Para Afonso de Albuquerque, "a guerra é a situação mais traumática que a humanidade já experimentou", tendo sido os conflitos armados que levaram a classe médica a debruçar-se sobre a traumatologia psíquica.

"Depois das duas guerras mundiais e da guerra da Coreia, os estudos demonstraram que quem ficou mais perturbado pela acção militar não eram as pessoas que tinham problemas anteriores, mas as que estiveram expostas aos combates mais extremos", afirmou o especialista, rebatendo uma tese antiga, segundo a qual o stress pós-traumático tem origem em antecedentes do indivíduo.

Nesse sentido, Afonso de Albuquerque salientou que "não são as perturbações prévias existentes mas a exposição ao combate que determina quem vai ter mais possibilidades de sofrer de stress pós-traumático".

Um estudo realizado com ex-combatentes da guerra do Vietname revelou que se registaram 38 por cento de casos de stress pós-traumático entre os que tiveram forte exposição ao combate, descendo esse nível para apenas 8,5 por cento entre os que tiveram uma exposição baixa ou média.

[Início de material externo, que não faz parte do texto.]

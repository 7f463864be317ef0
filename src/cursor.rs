use crate::geometry::{contains_point, hit_test_handle, Handle};
use crate::interaction::InteractionState;
use crate::types::{Float, Point, Rect};

#[derive(Debug, Clone, Copy, PartialEq, Eq)]
pub enum CursorKind {
    Crosshair,
    Move,
    Resize(Handle),
}

impl CursorKind {
    pub fn css_name(self) -> &'static str {
        match self {
            CursorKind::Crosshair => "crosshair",
            CursorKind::Move => "move",
            CursorKind::Resize(Handle::NorthWest) => "nw-resize",
            CursorKind::Resize(Handle::NorthEast) => "ne-resize",
            CursorKind::Resize(Handle::SouthWest) => "sw-resize",
            CursorKind::Resize(Handle::SouthEast) => "se-resize",
        }
    }
}

/// Cursor to show for the pointer at `point` over the active box `rect`
pub fn cursor_for(
    point: Point,
    rect: &Rect,
    interaction: &InteractionState,
    handle_size: Float,
) -> CursorKind {
    match interaction {
        InteractionState::Dragging { .. } => CursorKind::Move,
        InteractionState::Resizing { handle } => CursorKind::Resize(*handle),
        InteractionState::Idle => {
            if let Some(handle) = hit_test_handle(point, rect, handle_size) {
                CursorKind::Resize(handle)
            } else if contains_point(point, rect) {
                CursorKind::Move
            } else {
                CursorKind::Crosshair
            }
        }
    }
}
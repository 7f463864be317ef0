use crate::fields::FieldId;
use crate::scene::BoxName;
use crate::types::{Float, Point};

/// Input delivered by the host, in arrival order
#[derive(Debug, Clone, PartialEq)]
pub struct HostEvent {
    kind: HostEventKind,
}

#[derive(Debug, Clone, PartialEq)]
pub enum HostEventKind {
    PointerDown(Point),
    PointerMove(Point),
    PointerUp,
    /// Pointer left the canvas, ends any gesture like `PointerUp`
    PointerLeave,
    FieldEdit { field: FieldId, text: String },
    SelectBox(BoxName),
    Reset,
    SetThreshold(Float),
}

impl HostEvent {
    pub fn pointer_down(position: Point) -> Self {
        Self {
            kind: HostEventKind::PointerDown(position),
        }
    }

    pub fn pointer_move(position: Point) -> Self {
        Self {
            kind: HostEventKind::PointerMove(position),
        }
    }

    pub fn pointer_up() -> Self {
        Self {
            kind: HostEventKind::PointerUp,
        }
    }

    pub fn pointer_leave() -> Self {
        Self {
            kind: HostEventKind::PointerLeave,
        }
    }

    pub fn field_edit(field: FieldId, text: impl Into<String>) -> Self {
        Self {
            kind: HostEventKind::FieldEdit {
                field,
                text: text.into(),
            },
        }
    }

    pub fn select_box(name: BoxName) -> Self {
        Self {
            kind: HostEventKind::SelectBox(name),
        }
    }

    pub fn reset() -> Self {
        Self {
            kind: HostEventKind::Reset,
        }
    }

    pub fn set_threshold(value: Float) -> Self {
        Self {
            kind: HostEventKind::SetThreshold(value),
        }
    }

    pub fn kind(&self) -> &HostEventKind {
        &self.kind
    }
}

A fome, o frio, a sede e o calor, mas também a fadiga, a presença em combate, os ferimentos, a captura e a tortura são alguns dos principais factores de stress na guerra, segundo o mesmo especialista.

O Simpósio sobre Perturbação Pós-Traumática de Stress, que decorre até amanhã no Porto, é organizado pela Associação de Língua Portuguesa para o Estudo do Stress Traumático.

O encontro, que conta com cerca de uma centena de participantes, é o primeiro que se realiza em Portugal sobre esta matéria e vai analisar temas como o stress de guerra, o stress e a violência civil, a violência na família ou o stress traumático em grandes desastres.